## WORK ORDER
Show every line of the data where the word "SuccessResponse" can be found.

## Dataset entries
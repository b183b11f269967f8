use std::time::{Duration, Instant};

use log::debug;
use uuid::Uuid;
use warp::{
    http::StatusCode,
    hyper::body::Bytes,
    reject,
    reply::{json, with_header, with_status, Reply},
};

use crate::booking::request::{BookingRequest, EntryPoint};
use crate::booking::BookingStatus;
use crate::db::AdminTokens;
use crate::engine;
use crate::environment::Environment;
use crate::errors::BookingError;
use crate::normalization;
use crate::policy::{Actor, AuthorizationPolicy};
use crate::routes::{
    query::ListQuery,
    rejection::{Context, Rejection},
    response::SuccessResponse,
};

const SERVER_TIMING_HEADER: &str = "server-timing";
const BEARER_PREFIX: &str = "Bearer ";

type RouteResult = Result<Box<dyn Reply>, reject::Rejection>;

macro_rules! timed {
    ($($expression:stmt);+) => {
        let start = Instant::now();

        // TODO when `try` blocks are stabilized, we can wrap the body
        // and return the headers even on errors
        let result = { $($expression)+ };

        Ok(Box::new(with_header(
            result,
            SERVER_TIMING_HEADER,
            format_server_timing(start.elapsed()),
        )) as Box<dyn Reply>)
    };
}

#[derive(serde::Deserialize)]
struct StatusBody {
    status: String,
}

#[derive(serde::Deserialize)]
struct NotesBody {
    #[serde(default, deserialize_with = "normalization::deserialize_text")]
    notes: Option<String>,
}

pub async fn create(environment: Environment, body: Bytes) -> RouteResult {
    create_from(environment, EntryPoint::Public, None, body).await
}

pub async fn inquiry(environment: Environment, body: Bytes) -> RouteResult {
    create_from(environment, EntryPoint::Inquiry, None, body).await
}

pub async fn direct(
    environment: Environment,
    authorization: Option<String>,
    body: Bytes,
) -> RouteResult {
    create_from(environment, EntryPoint::Admin, authorization, body).await
}

async fn create_from(
    environment: Environment,
    entry_point: EntryPoint,
    authorization: Option<String>,
    body: Bytes,
) -> RouteResult {
    timed! {
        let error_handler = |e: BookingError| Rejection::new(Context::create(entry_point_name(entry_point)), e);

        let actor = identify(&environment, authorization).await.map_err(error_handler)?;
        let request: BookingRequest = parse_body(&body).map_err(error_handler)?;

        debug!(environment.logger, "Creating booking..."; "entry_point" => ?entry_point);
        let booking = engine::create_booking(
            &*environment.db,
            &environment.logger,
            environment.caller(actor),
            entry_point,
            request,
        )
        .await
        .map_err(error_handler)?;

        let location = environment.urls.booking(&booking.id());

        with_header(
            with_status(json(&booking), StatusCode::CREATED),
            "location",
            location.as_str(),
        )
    }
}

pub async fn list(
    environment: Environment,
    authorization: Option<String>,
    query: ListQuery,
) -> RouteResult {
    timed! {
        let error_handler = |e: BookingError| Rejection::new(Context::list(), e);

        let actor = identify(&environment, authorization).await.map_err(error_handler)?;
        let (filter, page) = query.parse().map_err(error_handler)?;

        let page = engine::list_bookings(&*environment.db, environment.caller(actor), filter, page)
            .await
            .map_err(error_handler)?;

        json(&SuccessResponse::List {
            bookings: page.bookings,
            pagination: page.pagination,
        })
    }
}

pub async fn statistics(environment: Environment, authorization: Option<String>) -> RouteResult {
    timed! {
        let error_handler = |e: BookingError| Rejection::new(Context::statistics(), e);

        let actor = identify(&environment, authorization).await.map_err(error_handler)?;
        let statistics = engine::statistics(&*environment.db, environment.caller(actor))
            .await
            .map_err(error_handler)?;

        json(&statistics)
    }
}

pub async fn retrieve(
    environment: Environment,
    id: String,
    authorization: Option<String>,
) -> RouteResult {
    timed! {
        let error_handler = |e: BookingError| Rejection::new(Context::retrieve(id.clone()), e);

        let actor = identify(&environment, authorization).await.map_err(error_handler)?;
        let id = parse_id(&id).map_err(error_handler)?;
        debug!(environment.logger, "Retrieving booking..."; "booking_id" => %id);

        let booking = engine::get_booking(&*environment.db, environment.caller(actor), &id)
            .await
            .map_err(error_handler)?;

        json(&booking)
    }
}

pub async fn transition(
    environment: Environment,
    id: String,
    authorization: Option<String>,
    body: Bytes,
) -> RouteResult {
    timed! {
        let error_handler = |e: BookingError| Rejection::new(Context::transition(id.clone()), e);

        let actor = identify(&environment, authorization).await.map_err(error_handler)?;
        let id = parse_id(&id).map_err(error_handler)?;
        let StatusBody { status } = parse_body(&body).map_err(error_handler)?;
        let target: BookingStatus = status.trim().parse().map_err(error_handler)?;

        let booking = engine::transition_booking(
            &*environment.db,
            &environment.logger,
            environment.caller(actor),
            &id,
            target,
        )
        .await
        .map_err(error_handler)?;

        json(&booking)
    }
}

pub async fn notes(
    environment: Environment,
    id: String,
    authorization: Option<String>,
    body: Bytes,
) -> RouteResult {
    timed! {
        let error_handler = |e: BookingError| Rejection::new(Context::notes(id.clone()), e);

        let actor = identify(&environment, authorization).await.map_err(error_handler)?;
        let id = parse_id(&id).map_err(error_handler)?;
        let NotesBody { notes } = parse_body(&body).map_err(error_handler)?;

        let booking = engine::update_booking_notes(
            &*environment.db,
            &environment.logger,
            environment.caller(actor),
            &id,
            notes,
        )
        .await
        .map_err(error_handler)?;

        json(&booking)
    }
}

pub async fn delete(
    environment: Environment,
    id: String,
    authorization: Option<String>,
) -> RouteResult {
    timed! {
        let error_handler = |e: BookingError| Rejection::new(Context::delete(id.clone()), e);

        let actor = identify(&environment, authorization).await.map_err(error_handler)?;
        let id = parse_id(&id).map_err(error_handler)?;

        engine::delete_booking(&*environment.db, &environment.logger, environment.caller(actor), &id)
            .await
            .map_err(error_handler)?;

        StatusCode::NO_CONTENT
    }
}

/// Works out who sent a request from its `Authorization` header. Without
/// enforcement, everybody is an administrator. A well-formed bearer token
/// that isn't an active admin token identifies a non-administrator.
async fn identify(
    environment: &Environment,
    authorization: Option<String>,
) -> Result<Actor, BookingError> {
    if environment.config.policy == AuthorizationPolicy::Disabled {
        return Ok(Actor::Administrator(Uuid::nil()));
    }

    let token = match authorization
        .as_deref()
        .and_then(|header| header.trim().strip_prefix(BEARER_PREFIX))
        .and_then(|token| Uuid::parse_str(token.trim()).ok())
    {
        Some(token) => token,
        None => return Ok(Actor::Anonymous),
    };

    if environment.db.is_admin_token(&token).await? {
        Ok(Actor::Administrator(token))
    } else {
        Ok(Actor::Customer)
    }
}

fn parse_id(id: &str) -> Result<Uuid, BookingError> {
    Uuid::parse_str(id).map_err(|_| BookingError::InvalidId(id.to_owned()))
}

fn parse_body<T: serde::de::DeserializeOwned>(body: &[u8]) -> Result<T, BookingError> {
    serde_json::from_slice(body).map_err(|e| BookingError::MalformedRequest(e.to_string()))
}

fn entry_point_name(entry_point: EntryPoint) -> &'static str {
    match entry_point {
        EntryPoint::Public => "public",
        EntryPoint::Inquiry => "inquiry",
        EntryPoint::Admin => "direct",
    }
}

fn format_server_timing(seconds: Duration) -> String {
    format!("handler;dur={}", seconds.as_secs_f64() * 1000.0)
}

## FINISHED TASK
    response::SuccessResponse,
        json(&SuccessResponse::List {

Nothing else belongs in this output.